Tuesday, August 10, 2004
Cut the forms and keep the Police
Our new Borough Commander is a change for the Borough. She seems very focused on the problems we as a Borough face but is also open to new suggestions on how policing can be improved in the Borough. She is also experienced in Kingston having worked here before. It was a valuable first meeting and I feel a new approach to the actions the Police can take to tackle some of the serious issues we have over anti social behaviour and drunkenness, especially in Kingston town centre.
Whichever way you put it the Police have an impossible task. The Government have introduced "safer neighbourhoods" as a way of getting more localised and visible policing and yet as I have mentioned in an earlier blog there are inherent risks in what they are doing and how they are doing it. At the same time they are expected to put more police on the streets to tackle anti social behaviour and fill in more forms at the same time.
Which is I suppose where the Michael Howard speech comes in. It is frankly incredible that from March next year the Police are expected to fill out a form every time they stop someone - this is ludicrous. I hear all the cries about how civil liberties are likely to be abused and how will we know that the Police are being even handed in the way they deal with ethnic minorities etc etc. But are we really going to be surprised when the Police are not on the streets because they are filling out forms to provide ethnic monitoring, or the nurse is not attending to someone in casualty because they have to fill out a form to show they are meeting some target? Does everything that public servants do need a form to monitor it? Is a form the only way we can be sure that the ethnic minority groups are not being stopped more than others? There has to be a better way - and in the meantime we should let the Police get on with their job and the nurses and doctors with theirs and if the other parties do not trust these people to do this then they should be honest and say they 'do not trust the Police'. In any case there is a vast difference between 'stopping' and 'searching'. Currently if the Police 'search' someone they do need to fill out a form and this would continue. What the Conservatives are against is extending this form filling to every time an officer 'stops' someone.
Hysterically of course the Government jumps up and down and screams about it all and how MH cannot possibly afford this - which is total baloney. Given how much taxation has risen in this country and how much this Government is spending of our money it is a nonsense. I say "cut the forms and keep the Police".
The Lib Dems? Well once again they managed to condemn the whole thing as a disaster clearly indicating they think filling out forms is a good idea. They also put out what they called a 'well worked set of proposals' which basically amounted to adding in more cost for a bunch of national quangoes called a National Police Agency, a National Border Force and a Financial Crime Directorate. More forms, no more Police except they might offer 'softer' jobs for those nearing retirement to stay on longer. Please....We have had this silly approach for too long. We know all about the Lib Dem Plans to not jail first time burglars and giving prisoners the right to vote, what people write to me about what they want done is more Police and fast, fair and forceful enforcement of penalties.

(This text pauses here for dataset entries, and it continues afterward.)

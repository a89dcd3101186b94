//! The currency lexicon.
//!
//! Each currency is one alternative emitting its constant identifier. Family
//! fallbacks (`DOLLAR_GEN`, `RUBLE_GEN`, ...) are declared as alternatives of
//! their own next to the qualified forms, so "доллар США" yields both a one
//! token `DOLLAR_GEN` candidate and a two token `DOLLAR_USD` one and the longer
//! qualified candidate wins.
//!
//! A few bare codes are deliberately not recognized because they collide with
//! ordinary tokens: `AMD`, `CUP` and `COP` are only reachable through their
//! names.

use lazy_static::lazy_static;

use crate::currency::Currency;
use crate::pattern::{caseless, eq, lemma, or, seq, token, Binding, Field, Predicate, Rule, Value};
use crate::token::Token;

/// Irregular forms of "лей", matched on the surface instead of by lemma.
pub const LEI_FORMS: &[&str] = &[
    "лей", "лея", "лею", "леем", "лее", "леи", "леев", "леям", "леями", "леях",
];

lazy_static! {
    static ref CURRENCY: Rule = currency();
}

fn emit(code: Currency, rule: Rule) -> Rule {
    rule.interpret(Field::Currency, Binding::Const(Value::Currency(code)))
}

fn dot() -> Rule {
    eq(".")
}

fn lei() -> Rule {
    token(Predicate::InCaseless(LEI_FORMS))
}

// "руб", "р" with an optional trailing dot
fn ruble_abbreviation() -> Rule {
    seq([or([caseless("руб"), caseless("р")]), dot().optional()])
}

fn dollars() -> Vec<Rule> {
    vec![
        emit(Currency::DollarGen, or([lemma("доллар"), eq("$")])),
        emit(
            Currency::Usd,
            or([
                seq([lemma("доллар"), eq("США")]),
                seq([lemma("американский"), lemma("доллар")]),
                caseless("USD"),
            ]),
        ),
        emit(Currency::Aud, or([seq([lemma("австралийский"), lemma("доллар")]), eq("AUD")])),
        emit(Currency::Hkd, or([seq([lemma("гонконгский"), lemma("доллар")]), eq("HKD")])),
        emit(Currency::Cad, or([seq([lemma("канадский"), lemma("доллар")]), eq("CAD")])),
        emit(Currency::Sgd, or([seq([lemma("сингапурский"), lemma("доллар")]), eq("SGD")])),
    ]
}

fn pounds() -> Vec<Rule> {
    let british = || or([lemma("британский"), lemma("английский")]);
    vec![
        emit(Currency::PoundGen, lemma("фунт")),
        emit(
            Currency::Gbp,
            or([
                seq([british().optional(), lemma("фунт"), caseless("стерлингов")]),
                seq([british(), lemma("фунт")]),
                eq("£"),
                eq("GBP"),
            ]),
        ),
        emit(Currency::Egp, or([seq([lemma("египетский"), lemma("фунт")]), eq("EGP")])),
    ]
}

fn crowns() -> Vec<Rule> {
    vec![
        emit(Currency::CrownGen, lemma("крона")),
        emit(Currency::Nok, or([seq([lemma("норвежский"), lemma("крона")]), eq("NOK")])),
        emit(Currency::Czk, or([seq([lemma("чешский"), lemma("крона")]), eq("CZK")])),
        emit(Currency::Sek, or([seq([lemma("шведский"), lemma("крона")]), eq("SEK")])),
        emit(Currency::Dkk, or([seq([lemma("датский"), lemma("крона")]), eq("DKK")])),
        emit(Currency::Isk, or([seq([lemma("исландский"), lemma("крона")]), eq("ISK")])),
    ]
}

fn francs_and_liras() -> Vec<Rule> {
    vec![
        emit(Currency::FrancGen, lemma("франк")),
        emit(Currency::Chf, or([seq([lemma("швейцарский"), lemma("франк")]), eq("CHF")])),
        emit(Currency::Frf, seq([lemma("французский"), lemma("франк")])),
        emit(Currency::LiraGen, lemma("лира")),
        emit(Currency::Try, or([seq([lemma("турецкий"), lemma("лира")]), eq("TRY")])),
        emit(Currency::Itl, seq([lemma("итальянский"), lemma("лира")])),
        emit(Currency::Huf, or([seq([lemma("венгерский").optional(), lemma("форинт")]), eq("HUF")])),
        emit(Currency::Pln, or([seq([lemma("польский").optional(), lemma("злотый")]), eq("PLN")])),
    ]
}

fn rubles() -> Vec<Rule> {
    vec![
        emit(Currency::RubleGen, or([lemma("рубль"), ruble_abbreviation()])),
        emit(
            Currency::Rub,
            or([
                seq([lemma("российский"), lemma("рубль")]),
                seq([lemma("российский"), ruble_abbreviation()]),
                eq("₽"),
                eq("RUB"),
                eq("RUR"),
            ]),
        ),
        emit(
            Currency::Byn,
            or([
                seq([lemma("белорусский"), lemma("рубль")]),
                seq([lemma("белорусский"), ruble_abbreviation()]),
                eq("BYN"),
            ]),
        ),
    ]
}

// Former Soviet republics. The qualifier is optional, the noun alone is
// already unambiguous.
fn post_soviet() -> Vec<Rule> {
    vec![
        emit(
            Currency::Uah,
            or([
                seq([lemma("украинский").optional(), lemma("гривна")]),
                seq([caseless("грн"), dot().optional()]),
                eq("UAH"),
            ]),
        ),
        emit(Currency::Kzt, or([seq([lemma("казахский").optional(), lemma("тенге")]), eq("KZT")])),
        emit(Currency::Gel, or([seq([lemma("грузинский").optional(), lemma("лари")]), eq("GEL")])),
        // no bare "AMD"
        emit(Currency::Amd, seq([lemma("армянский").optional(), lemma("драм")])),
        emit(Currency::Kgs, or([seq([lemma("киргизский").optional(), lemma("сом")]), eq("KGS")])),
        emit(Currency::Uzs, or([seq([lemma("узбекский").optional(), lemma("сум")]), eq("UZS")])),
        emit(Currency::Tjs, or([seq([lemma("таджикский").optional(), lemma("сомони")]), eq("TJS")])),
        emit(Currency::LeiGen, lei()),
        emit(Currency::Mdl, or([seq([lemma("молдавский"), lei()]), eq("MDL")])),
        emit(Currency::Ron, or([seq([lemma("румынский"), lei()]), eq("RON")])),
        emit(Currency::ManatGen, lemma("манат")),
        emit(Currency::Azn, or([seq([lemma("азербайджанский"), lemma("манат")]), eq("AZN")])),
        emit(
            Currency::Tmt,
            or([
                seq([lemma("новый").optional(), lemma("туркменский"), lemma("манат")]),
                seq([lemma("новый"), lemma("манат")]),
                eq("TMT"),
            ]),
        ),
    ]
}

fn asian_and_other() -> Vec<Rule> {
    vec![
        emit(Currency::Cny, or([seq([lemma("китайский").optional(), lemma("юань")]), eq("CNY")])),
        emit(
            Currency::Jpy,
            or([
                seq([lemma("японский").optional(), or([lemma("иена"), lemma("йена")])]),
                eq("JPY"),
            ]),
        ),
        emit(
            Currency::Thb,
            or([
                seq([
                    or([lemma("таиландский"), lemma("тайландский"), lemma("тайский")]).optional(),
                    lemma("бат"),
                ]),
                eq("THB"),
            ]),
        ),
        emit(Currency::Vnd, or([seq([lemma("вьетнамский").optional(), lemma("донг")]), eq("VND")])),
        emit(Currency::Mnt, or([seq([lemma("монгольский").optional(), lemma("тугрик")]), eq("MNT")])),
        emit(Currency::Ils, or([seq([lemma("израильский").optional(), lemma("шекель")]), eq("ILS")])),
        emit(Currency::Zar, or([seq([lemma("южноафриканский").optional(), lemma("рэнд")]), eq("ZAR")])),
        emit(Currency::RupeeGen, lemma("рупия")),
        emit(Currency::Inr, or([seq([lemma("индийский"), lemma("рупия")]), eq("INR")])),
        emit(Currency::Pkr, or([seq([lemma("пакистанский"), lemma("рупия")]), eq("PKR")])),
        emit(Currency::Idr, or([seq([lemma("индонезийский"), lemma("рупия")]), eq("IDR")])),
        emit(Currency::Brl, or([seq([lemma("бразильский").optional(), lemma("реал")]), eq("BRL")])),
    ]
}

fn pesos() -> Vec<Rule> {
    let peso = || caseless("песо");
    vec![
        emit(Currency::PesoGen, peso()),
        emit(Currency::Ars, or([seq([lemma("аргентинский"), peso()]), eq("ARS")])),
        emit(Currency::Mxn, or([seq([lemma("мексиканский"), peso()]), eq("MXN")])),
        // no bare "CUP" or "COP"
        emit(Currency::Cup, seq([lemma("кубинский"), peso()])),
        emit(Currency::Cop, seq([lemma("колумбийский"), peso()])),
        emit(Currency::Uyu, or([seq([lemma("уругвайский"), peso()]), eq("UYU")])),
        emit(Currency::Dop, or([seq([lemma("доминиканский"), peso()]), eq("DOP")])),
        emit(Currency::Clp, or([seq([lemma("чилийский"), peso()]), eq("CLP")])),
        emit(Currency::Php, or([seq([lemma("филиппинский"), peso()]), eq("PHP")])),
    ]
}

fn crypto() -> Vec<Rule> {
    vec![
        emit(Currency::Btc, or([lemma("биткоин"), lemma("биткойн"), eq("BTC"), eq("₿")])),
        emit(Currency::Ltc, or([lemma("лайткоин"), lemma("лайткойн"), eq("LTC")])),
        emit(Currency::Eth, or([lemma("эфириум"), eq("ETH")])),
    ]
}

/// Every currency form, binding the currency field.
pub fn currency() -> Rule {
    let mut alternatives = dollars();
    alternatives.push(emit(Currency::Euro, or([lemma("евро"), eq("€"), eq("EUR")])));
    alternatives.extend(pounds());
    alternatives.extend(crowns());
    alternatives.extend(francs_and_liras());
    alternatives.extend(rubles());
    alternatives.extend(post_soviet());
    alternatives.extend(asian_and_other());
    alternatives.extend(pesos());
    alternatives.extend(crypto());
    Rule::Or(alternatives)
}

/// The forms allowed in front of an amount: dollar, euro and pound by symbol
/// or code.
pub fn currency_prefix() -> Rule {
    or([
        emit(Currency::DollarGen, eq("$")),
        emit(Currency::Usd, caseless("USD")),
        emit(Currency::Euro, or([eq("€"), eq("EUR")])),
        emit(Currency::Gbp, or([eq("£"), eq("GBP")])),
    ])
}

/// Minor unit names: kopeck, cent and eurocent. Binds nothing.
pub fn coins_currency() -> Rule {
    or([
        lemma("копейка"),
        seq([or([caseless("коп"), caseless("к")]), dot().optional()]),
        or([lemma("цент"), eq("¢")]),
        lemma("евроцент"),
    ])
}

/// The identifier denoted by the whole token slice, if it is a currency form.
pub fn canonicalize(tokens: &[Token]) -> Option<Currency> {
    let parse = CURRENCY.best(tokens, 0)?;
    if parse.end != tokens.len() {
        return None;
    }
    parse.captured(Field::Currency).find_map(|capture| match capture.value() {
        Ok(Value::Currency(code)) => Some(code),
        _ => None,
    })
}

So a good Police day all in all and finished the day off with a trip to the cinema to see Harry Potter - great movie - but after all that crime maybe all I wanted was a bit of escapism!!
Monday, August 09, 2004
Humidity High
Sources tell me that tomorrows Surrey Comet will be an interesting read - not sure what but something about opening out a debate and internal strife within the Lib Dems. We shall see! We hear so many stories of the rows and dissent within the local Lib Dems that we have lost track now. Still a good platform is building for us to fight the local elections in two years time.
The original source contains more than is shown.